Şimdi sigorta da yok, iş de yok, para da yok.

Ne yapacağım.

Gidip eski arkadaşları toplayıp, elimize silah alıp nereden inceldiyse oradan kopsun diyerek bir eylem mi yapalım?

Yapacağımızdan değil, ama çaresizlik insana her şeyi düşündürüyor.

Suç işleyenler benim durumumda iseler, istersen yüz kere af yap ne yazar!

Senin de tuzun kuru abi. İstediğine yazıyorsun. Bu dertleri de bir yazsan ne olur?’’

Yazmasına yazalım da, bu ülkeyi yönetenler bunun böyle olduğunu benim kadar, bu mektubu yazan kadar bilmiyorlar mı?

Boşuna mı her gün bir banka soyulur oldu!

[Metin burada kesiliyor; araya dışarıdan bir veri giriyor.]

// rtltcp test application -- CLI tool for exercising an rtl_tcp server
// from the command line.
//
// Usage:
//   rtltcp-test-app --addr 127.0.0.1:1234 info
//   rtltcp-test-app tune --freq 100000000 --rate 2048000 --gain 197
//   rtltcp-test-app tune --freq 433920000 --auto-gain --ppm -3 --agc
//   rtltcp-test-app capture --count 2048000 --freq 100000000 --output fm.cu8
//   rtltcp-test-app set direct-sampling 2
//
// Logging is controlled by RUST_LOG, e.g. RUST_LOG=rtltcp=debug.

use std::fs::File;
use std::io::{BufWriter, Write};
use std::path::PathBuf;
use std::time::{Duration, Instant};

use anyhow::{Context, Result, bail};
use clap::{Parser, Subcommand};
use num_complex::Complex64;
use tracing_subscriber::EnvFilter;

use rtltcp::{
    Command as RtlCommand, GainMode, Opcode, RtlTcpBuilder, RtlTcpClient, SdrControl,
    dc_offset, format_freq_mhz, format_gain_db, mean_power_dbfs,
};

/// Samples per read while capturing.
const CAPTURE_BLOCK: usize = 16_384;

// ---------------------------------------------------------------------------
// CLI argument definitions
// ---------------------------------------------------------------------------

/// rtltcp test application -- exercises an rtl_tcp server from the command line.
#[derive(Parser)]
#[command(name = "rtltcp-test-app", version, about)]
struct Cli {
    /// Server address as host:port.
    #[arg(long, default_value = "127.0.0.1:1234")]
    addr: String,

    /// Connect and handshake timeout in milliseconds.
    #[arg(long, default_value_t = 5000)]
    timeout_ms: u64,

    /// Per-read sample timeout in milliseconds (default: wait forever).
    #[arg(long)]
    read_timeout_ms: Option<u64>,

    /// Refuse servers whose greeting magic is not RTL0.
    #[arg(long)]
    strict: bool,

    #[command(subcommand)]
    command: Command,
}

#[derive(Subcommand)]
enum Command {
    /// Print the dongle description from the server greeting.
    Info,

    /// Apply tuning settings.
    Tune {
        /// Center frequency in Hz.
        #[arg(long)]
        freq: u32,

        /// Sample rate in Hz.
        #[arg(long)]
        rate: Option<u32>,

        /// Manual tuner gain in tenths of a dB.
        #[arg(long, allow_hyphen_values = true, conflicts_with = "auto_gain")]
        gain: Option<i32>,

        /// Let the tuner pick its own gain.
        #[arg(long)]
        auto_gain: bool,

        /// Frequency correction in ppm.
        #[arg(long, allow_hyphen_values = true)]
        ppm: Option<i32>,

        /// Enable the RTL2832U digital AGC.
        #[arg(long)]
        agc: bool,
    },

    /// Read I/Q samples and summarize or save them.
    Capture {
        /// Number of I/Q pairs to read.
        #[arg(long)]
        count: u64,

        /// Center frequency in Hz.
        #[arg(long)]
        freq: Option<u32>,

        /// Sample rate in Hz.
        #[arg(long)]
        rate: Option<u32>,

        /// Write raw interleaved u8 I/Q to this file instead of printing
        /// a power summary.
        #[arg(long)]
        output: Option<PathBuf>,
    },

    /// Send a single command by name, e.g. `set gain-mode 1`.
    Set {
        /// Command name (center-freq, sample-rate, gain-mode, tuner-gain,
        /// freq-correction, if-gain, test-mode, agc-mode, direct-sampling,
        /// offset-tuning, rtl-xtal-freq, tuner-xtal-freq, gain-by-index).
        name: String,

        /// Parameter; negative values are sent as two's complement.
        #[arg(allow_hyphen_values = true, value_parser = parse_param)]
        value: u32,
    },
}

/// Parse a command parameter, accepting anything that fits in 32 bits
/// either signed or unsigned.
fn parse_param(s: &str) -> std::result::Result<u32, String> {
    if let Ok(v) = s.parse::<u32>() {
        return Ok(v);
    }
    s.parse::<i32>()
        .map(|v| v as u32)
        .map_err(|_| format!("'{s}' is not a 32-bit integer"))
}

// ---------------------------------------------------------------------------
// Connection setup
// ---------------------------------------------------------------------------

async fn connect(cli: &Cli) -> Result<RtlTcpClient> {
    let timeout = Duration::from_millis(cli.timeout_ms);
    RtlTcpBuilder::new(&cli.addr)
        .connect_timeout(timeout)
        .handshake_timeout(timeout)
        .read_timeout(cli.read_timeout_ms.map(Duration::from_millis))
        .strict_handshake(cli.strict)
        .build()
        .await
        .with_context(|| format!("failed to connect to rtl_tcp server at {}", cli.addr))
}

// ---------------------------------------------------------------------------
// Commands
// ---------------------------------------------------------------------------

fn cmd_info(client: &RtlTcpClient) -> Result<()> {
    let info = client.info();
    println!("rtl_tcp server at {}", client.peer());
    println!("  Magic:          {}", rtltcp::Magic(&info.magic));
    println!("  Valid:          {}", info.is_valid());
    println!("  Tuner:          {} (id {})", info.tuner, info.tuner.id());
    println!("  Gain steps:     {}", info.gain_count);
    Ok(())
}

async fn cmd_tune(
    client: &RtlTcpClient,
    freq: u32,
    rate: Option<u32>,
    gain: Option<i32>,
    auto_gain: bool,
    ppm: Option<i32>,
    agc: bool,
) -> Result<()> {
    if let Some(rate) = rate {
        client.set_sample_rate(rate).await.context("set sample rate")?;
        println!("Sample rate:    {rate} Hz");
    }
    if let Some(ppm) = ppm {
        client
            .set_freq_correction(ppm)
            .await
            .context("set frequency correction")?;
        println!("Correction:     {ppm} ppm");
    }
    client.set_center_freq(freq).await.context("set frequency")?;
    println!("Frequency:      {}", format_freq_mhz(freq));

    match (gain, auto_gain) {
        (Some(gain), _) => {
            client
                .set_gain_mode(GainMode::Manual)
                .await?
                .set_gain(gain)
                .await
                .context("set gain")?;
            println!("Gain:           {}", format_gain_db(gain));
        }
        (None, true) => {
            client
                .set_gain_mode(GainMode::Automatic)
                .await
                .context("set gain mode")?;
            println!("Gain:           auto");
        }
        (None, false) => {}
    }

    if agc {
        client.set_agc_mode(true).await.context("enable AGC")?;
        println!("Digital AGC:    on");
    }
    Ok(())
}

async fn cmd_capture(
    client: &mut RtlTcpClient,
    count: u64,
    freq: Option<u32>,
    rate: Option<u32>,
    output: Option<&PathBuf>,
) -> Result<()> {
    if let Some(rate) = rate {
        client.set_sample_rate(rate).await.context("set sample rate")?;
    }
    if let Some(freq) = freq {
        client.set_center_freq(freq).await.context("set frequency")?;
    }

    if count == 0 {
        bail!("nothing to capture: --count must be greater than zero");
    }

    let start = Instant::now();
    match output {
        Some(path) => {
            let file = File::create(path)
                .with_context(|| format!("failed to create {}", path.display()))?;
            let mut out = BufWriter::new(file);
            let mut block = vec![0u8; CAPTURE_BLOCK * 2];
            let mut remaining = count;
            while remaining > 0 {
                let pairs = remaining.min(CAPTURE_BLOCK as u64) as usize;
                let buf = &mut block[..pairs * 2];
                client.read_bytes(buf).await.context("sample read failed")?;
                out.write_all(buf)?;
                remaining -= pairs as u64;
            }
            out.flush()?;
            println!("Wrote {count} I/Q pairs to {}", path.display());
        }
        None => {
            let mut block = vec![Complex64::new(0.0, 0.0); CAPTURE_BLOCK];
            let mut remaining = count;
            let mut power_sum = 0.0;
            let mut dc_sum = Complex64::new(0.0, 0.0);
            let mut blocks = 0u32;
            while remaining > 0 {
                let pairs = remaining.min(CAPTURE_BLOCK as u64) as usize;
                let buf = &mut block[..pairs];
                client.read_complex(buf).await.context("sample read failed")?;
                // Average in the linear domain, weighted by block length.
                power_sum += 10f64.powf(mean_power_dbfs(buf) / 10.0) * pairs as f64;
                dc_sum += dc_offset(buf) * pairs as f64;
                blocks += 1;
                remaining -= pairs as u64;
            }
            let n = count as f64;
            let dc = dc_sum / n;
            println!("Captured:       {count} I/Q pairs in {blocks} blocks");
            println!("Mean power:     {:.2} dBFS", 10.0 * (power_sum / n).log10());
            println!("DC offset:      {:+.4} {:+.4}j", dc.re, dc.im);
        }
    }

    let elapsed = start.elapsed().as_secs_f64();
    if elapsed > 0.0 {
        println!("Elapsed:        {elapsed:.3} s ({:.0} pairs/s)", count as f64 / elapsed);
    }
    Ok(())
}

async fn cmd_set(client: &RtlTcpClient, name: &str, value: u32) -> Result<()> {
    let Some(opcode) = Opcode::from_name(name) else {
        let names: Vec<&str> = Opcode::ALL.iter().map(|op| op.name()).collect();
        bail!("unknown command '{name}'; expected one of: {}", names.join(", "));
    };

    // Route through the typed method so the gain table bound is enforced.
    if opcode == Opcode::GainByIndex {
        client.set_gain_by_index(value).await?;
    } else {
        client.execute(RtlCommand::new(opcode, value)).await?;
    }
    println!("Sent {}", RtlCommand::new(opcode, value));
    Ok(())
}

// ---------------------------------------------------------------------------
// Main
// ---------------------------------------------------------------------------

#[tokio::main]
async fn main() -> Result<()> {
    tracing_subscriber::fmt()
        .with_env_filter(EnvFilter::from_default_env())
        .init();

    let cli = Cli::parse();
    let mut client = connect(&cli).await?;

    if let Err(e) = client.check_handshake() {
        eprintln!("warning: {e}");
    }

    let result = match &cli.command {
        Command::Info => cmd_info(&client),
        Command::Tune {
            freq,
            rate,
            gain,
            auto_gain,
            ppm,
            agc,
        } => cmd_tune(&client, *freq, *rate, *gain, *auto_gain, *ppm, *agc).await,
        Command::Capture {
            count,
            freq,
            rate,
            output,
        } => cmd_capture(&mut client, *count, *freq, *rate, output.as_ref()).await,
        Command::Set { name, value } => cmd_set(&client, name, *value).await,
    };

    client.close().await.ok();
    result
}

Olimpiyat stadı Galatasaray'a kazıktır!


GALATASARAY'ın Olimpiyat Stadı'nı kullanması olasılığını Galatasaray'a bir ‘‘kıyak’’ yapılıyormuş havasına sokmak isteyenler var. Oysa ‘‘kazın ayağı’’ öyle değil. Eğer Olimpiyat Stadı'nı kullanmayı kabul ederse, Galatasaray büyük bir ‘‘kıyak yapmış olacak’’. Çünkü bu stat Galatasaray'a iyilik değil, tam aksine büyük yük. Birincisi ‘‘uzak’’. Fenerlisi, Beşiktaşlısı evden çıktıktan 15 dakika sonra statlarında olacaklar, Galatasaraylı 40 kilometre yol gidecek. İkincisi stadın sahası rüzgára, kara yağmura açık ve sürekli bir tipi altında. Üçüncüsü bu dev stadın bakım maliyetleri korkunç yüksek. Dördüncüsü stadın kapalısı bile korumalı değil Beşincisi yolu olmadığı gibi, yolu yapılsa bile toplu taşıma araçlarının güzergáhı üzerinde değil. Altıncısı tribünler ile saha birbirinden o kadar uzak ki, Ali Sami Yen'de yaratılan atmosferin yarısı bile orada olmaz. Yani bu stat Galatasaray'a hiç ama hiç uygun değil Galatasaray eğer bu stadı alırsa, bilin ki, Türkiye'ye büyük bir iyilik yapmış olacak ve bu dev tesisin 115 milyon dolarlık ‘‘mezbelelik’’ haline gelmesini önleyecek.

Ben bir taraftar olarak bu stadın alınmasından yana değilim.

Onu da söyleyeyim.

NE ZAMAN ADAM OLURUZ?


Yükselmek için omuz omuza tırmanmak gerektiğini gördüğümüz zaman.